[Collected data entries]
◆ ◆ ◆
//! Hardware domain model — a physical item mounted in a rack.

use chrono::{DateTime, Utc};
use serde::{Deserialize, Serialize};
use uuid::Uuid;

use crate::models::hardware_info::HardwareInfo;
use crate::models::hardware_type::HardwareType;
use crate::models::interface::InterfaceConnection;
use crate::models::tenant::Tenant;

#[derive(Debug, Clone, Copy, PartialEq, Eq, Serialize, Deserialize, Default)]
#[serde(rename_all = "lowercase")]
pub enum HardwareStatus {
    #[default]
    Active,
    Maintenance,
    Failed,
    Offline,
    Reserved,
    Deprecated,
}

impl HardwareStatus {
    pub fn as_str(self) -> &'static str {
        match self {
            Self::Active => "active",
            Self::Maintenance => "maintenance",
            Self::Failed => "failed",
            Self::Offline => "offline",
            Self::Reserved => "reserved",
            Self::Deprecated => "deprecated",
        }
    }

    pub fn parse(s: &str) -> Option<Self> {
        match s {
            "active" => Some(Self::Active),
            "maintenance" => Some(Self::Maintenance),
            "failed" => Some(Self::Failed),
            "offline" => Some(Self::Offline),
            "reserved" => Some(Self::Reserved),
            "deprecated" => Some(Self::Deprecated),
            _ => None,
        }
    }
}

/// A physical hardware item. Mounted in exactly one rack, instantiating
/// exactly one catalog model, optionally owned by a tenant.
#[derive(Debug, Clone, Serialize, Deserialize)]
pub struct Hardware {
    pub id: Uuid,
    pub rack_id: Uuid,
    pub hardware_info_id: Uuid,
    pub tenant_id: Option<Uuid>,
    pub name: String,
    pub status: HardwareStatus,
    /// Unique globally when present.
    pub serial_number: Option<String>,
    /// Out-of-band management address.
    pub oob_ip: Option<String>,
    pub specifications: Option<String>,
    pub note: Option<String>,
    /// Lowest occupied rack unit; occupied range is
    /// `u_position ..= u_position + info.height - 1`.
    pub u_position: Option<u32>,
    pub warranty_start: Option<DateTime<Utc>>,
    pub warranty_end: Option<DateTime<Utc>>,
    pub created_at: DateTime<Utc>,
    pub updated_at: DateTime<Utc>,
}

#[derive(Debug, Clone, Serialize, Deserialize)]
pub struct CreateHardware {
    pub rack_id: Uuid,
    pub hardware_info_id: Uuid,
    pub tenant_id: Option<Uuid>,
    pub name: String,
    /// Defaults to `active` when absent.
    pub status: Option<HardwareStatus>,
    pub serial_number: Option<String>,
    pub oob_ip: Option<String>,
    pub specifications: Option<String>,
    pub note: Option<String>,
    pub u_position: Option<u32>,
    pub warranty_start: Option<DateTime<Utc>>,
    pub warranty_end: Option<DateTime<Utc>>,
}

#[derive(Debug, Clone, Serialize, Deserialize, Default)]
pub struct UpdateHardware {
    pub rack_id: Option<Uuid>,
    pub hardware_info_id: Option<Uuid>,
    /// `Some(Some(v))` = reassign, `Some(None)` = clear, `None` = no change.
    pub tenant_id: Option<Option<Uuid>>,
    pub name: Option<String>,
    pub status: Option<HardwareStatus>,
    pub serial_number: Option<String>,
    pub oob_ip: Option<String>,
    pub specifications: Option<String>,
    pub note: Option<String>,
    /// `Some(Some(v))` = move, `Some(None)` = unmount, `None` = no change.
    pub u_position: Option<Option<u32>>,
    pub warranty_start: Option<DateTime<Utc>>,
    pub warranty_end: Option<DateTime<Utc>>,
}

/// List filters. `search` matches the item's name/serial and the related
/// model's manufacturer/model; `hardware_type_id` filters through the
/// catalog relation.
#[derive(Debug, Clone, Default)]
pub struct HardwareFilter {
    pub search: Option<String>,
    pub name: Option<String>,
    pub serial_number: Option<String>,
    pub status: Option<HardwareStatus>,
    pub rack_id: Option<Uuid>,
    pub tenant_id: Option<Uuid>,
    pub hardware_type_id: Option<Uuid>,
}

/// A hardware item with its catalog chain, owner and owned interfaces.
#[derive(Debug, Clone, Serialize, Deserialize)]
pub struct HardwareDetail {
    pub hardware: Hardware,
    pub info: HardwareInfo,
    pub hardware_type: HardwareType,
    pub tenant: Option<Tenant>,
    pub interfaces: Vec<InterfaceConnection>,
}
◆ ◆ ◆
Which lines of the records contain "None"? Show each of them.

            _ => None,
    /// `Some(Some(v))` = reassign, `Some(None)` = clear, `None` = no change.
    /// `Some(Some(v))` = move, `Some(None)` = unmount, `None` = no change.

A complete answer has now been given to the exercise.